Parrhesia is Greek and means, “Just tell the truth about yourself and live it.”

Telling the truth about oneself does not mean a moral demand not to lie. Rather, parrhesia is about self-realization. If you don’t show your self to yourself and to the world, then you are living past yourself, you are missing out on your life. This blog is about learning to find yourself first. Already this is not easy because we were taught as children that there are forbidden thoughts, forbidden feelings, forbidden desires etc.

In a second step, we recommend a protected setting, such as an encounter group, where you can show others what you have learned to accept about yourself. The third step, the political step, is to show as little consideration as possible for how you (german “man”) should be, even in public, but simply to show who you are.

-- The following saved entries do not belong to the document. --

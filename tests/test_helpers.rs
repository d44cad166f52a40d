// ==========================================
// 测试辅助函数
// ==========================================
// 职责: 提供测试所需的数据库初始化、测试数据生成等功能
// ==========================================

#![allow(dead_code)]

use member_import::db::{init_schema, open_sqlite_connection};
use rusqlite::{params, Connection};
use std::error::Error;
use std::io::Write;
use std::sync::{Arc, Mutex};
use tempfile::NamedTempFile;

/// 创建临时测试数据库并初始化 schema
///
/// # 返回
/// - NamedTempFile: 临时数据库文件（需要保持存活）
/// - String: 数据库文件路径
pub fn create_test_db() -> Result<(NamedTempFile, String), Box<dyn Error>> {
    let temp_file = NamedTempFile::new()?;
    let db_path = temp_file.path().to_str().unwrap().to_string();

    let conn = open_sqlite_connection(&db_path)?;
    init_schema(&conn)?;

    Ok((temp_file, db_path))
}

/// 打开共享连接（ConfigManager / 仓储共用）
pub fn shared_connection(db_path: &str) -> Arc<Mutex<Connection>> {
    Arc::new(Mutex::new(open_sqlite_connection(db_path).unwrap()))
}

/// 写入会员类型与状态规则
///
/// - 类型 5: 1 年滚动
/// - 类型 6: 1 年固定周期（1 月 1 日起）
/// - 状态: New(1) / Current(2) / Grace(3) / Expired(4) / Deceased(6, admin) / Honorary(9, admin)
pub fn seed_membership_rules(conn: &Connection) -> Result<(), Box<dyn Error>> {
    conn.execute_batch(
        r#"
        INSERT INTO membership_type (id, name, duration_unit, duration_interval, period_type, fixed_period_start_day)
        VALUES (5, 'General', 'year', 1, 'rolling', NULL),
               (6, 'Student', 'year', 1, 'fixed', 101);

        INSERT INTO membership_status
            (id, name, start_event, start_event_adjust_unit, start_event_adjust_interval,
             end_event, end_event_adjust_unit, end_event_adjust_interval,
             is_current_member, is_admin, is_active, weight)
        VALUES
            (1, 'New', 'join_date', NULL, NULL, 'join_date', 'month', 3, 1, 0, 1, 1),
            (2, 'Current', 'start_date', NULL, NULL, 'end_date', NULL, NULL, 1, 0, 1, 2),
            (3, 'Grace', 'end_date', NULL, NULL, 'end_date', 'month', 1, 1, 0, 1, 3),
            (4, 'Expired', 'end_date', 'month', 1, NULL, NULL, NULL, 0, 0, 1, 4),
            (6, 'Deceased', NULL, NULL, NULL, NULL, NULL, NULL, 0, 1, 1, 6),
            (9, 'Honorary', NULL, NULL, NULL, NULL, NULL, NULL, 1, 1, 1, 9);
        "#,
    )?;
    Ok(())
}

/// 写入联系人，返回 id
pub fn insert_contact(
    conn: &Connection,
    contact_type: &str,
    email: Option<&str>,
    external_identifier: Option<&str>,
) -> Result<i64, Box<dyn Error>> {
    conn.execute(
        "INSERT INTO contact (contact_type, email, external_identifier) VALUES (?1, ?2, ?3)",
        params![contact_type, email, external_identifier],
    )?;
    Ok(conn.last_insert_rowid())
}

/// 写入已有会员，返回 id
#[allow(clippy::too_many_arguments)]
pub fn insert_membership(
    conn: &Connection,
    contact_id: i64,
    membership_type_id: i64,
    join_date: &str,
    start_date: &str,
    end_date: &str,
    status_id: i64,
) -> Result<i64, Box<dyn Error>> {
    conn.execute(
        r#"
        INSERT INTO membership (contact_id, membership_type_id, join_date, start_date, end_date, status_id)
        VALUES (?1, ?2, ?3, ?4, ?5, ?6)
        "#,
        params![contact_id, membership_type_id, join_date, start_date, end_date, status_id],
    )?;
    Ok(conn.last_insert_rowid())
}

/// 写入临时 CSV 文件（首行为表头）
pub fn write_csv(lines: &[&str]) -> NamedTempFile {
    let mut temp_file = tempfile::Builder::new().suffix(".csv").tempfile().unwrap();
    for line in lines {
        writeln!(temp_file, "{}", line).unwrap();
    }
    temp_file.flush().unwrap();
    temp_file
}

/// 写入临时 JSON 文件
pub fn write_json(content: &str) -> NamedTempFile {
    let mut temp_file = tempfile::Builder::new().suffix(".json").tempfile().unwrap();
    temp_file.write_all(content.as_bytes()).unwrap();
    temp_file.flush().unwrap();
    temp_file
}
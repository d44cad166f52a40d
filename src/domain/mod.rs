// ==========================================
// 会员导入引擎 - 领域模型层
// ==========================================
// 职责: 定义领域实体、类型
// 红线: 不含数据访问逻辑,不含引擎逻辑
// ==========================================

pub mod import;
pub mod membership;
pub mod types;

// 重导出核心类型
pub use import::{
    ColumnMapping, FieldValue, ImportField, ImportOptions, ImportOutcome, ImportSummary,
    MappedColumn, MappedRow, RequiredFields,
};
pub use membership::{
    CalculatedDates, ContactRef, DurationUnit, EventAdjust, ExistingMembership,
    FormattedMembership, MembershipStatusRule, MembershipType, NewContact, PeriodType,
    StatusEvent, StatusResult,
};
pub use types::{
    ContactId, ContactType, DateFormat, DedupeRuleMode, EntityLabel, FieldDataType,
    ImportStatus, MembershipId, MembershipStatusId, MembershipTypeId, OnDuplicate, RowState,
};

Parrhesia is not something you can just do, but, like any virtue, it is a process that requires constant learning.

Nietzsche’s famous will to power or better will to might, means exactly this “will to truth” in an extra-moral sense. And “will” in contrast to hope, to mere wish, to “would like to” is just another word for virtue. It means the exercise of bringing forth my actual self and neither as a dressage forced by dominant values to something alien to me. It does not mean to dream of a merely utopian hero, as in the blockbuster or computer game. In the utopia, you dream to be someone you would like to be but never will be.


Parrhesia, thus understood as a virtue, is not an externally imposed duty. Rather, it is our whole natural courage to live. The truth about us wants to go out into the world. It is only suppressed, condemned, destroyed by the coercive society. Nietzsche formulates beautifully and succinctly that virtue is not a laborious duty: “Virtue is the joy of resistance.”

The therapy towards parrhesia is therefore by no means dressage, learning of something foreign, unnatural, but, speaking with Socrates, maeeutics, midwifery, birth understood as a lifelong process.

In another article I go deeper into Nietzsche’s will to might, show that it is based on parrhesia and why cynics need just this one virtue. The Platonic four cardinal virtues, for example, are consequences of parrhesia. The revaluation of all values is, by the way, also with Nietzsche, expression and consequence of the will to power.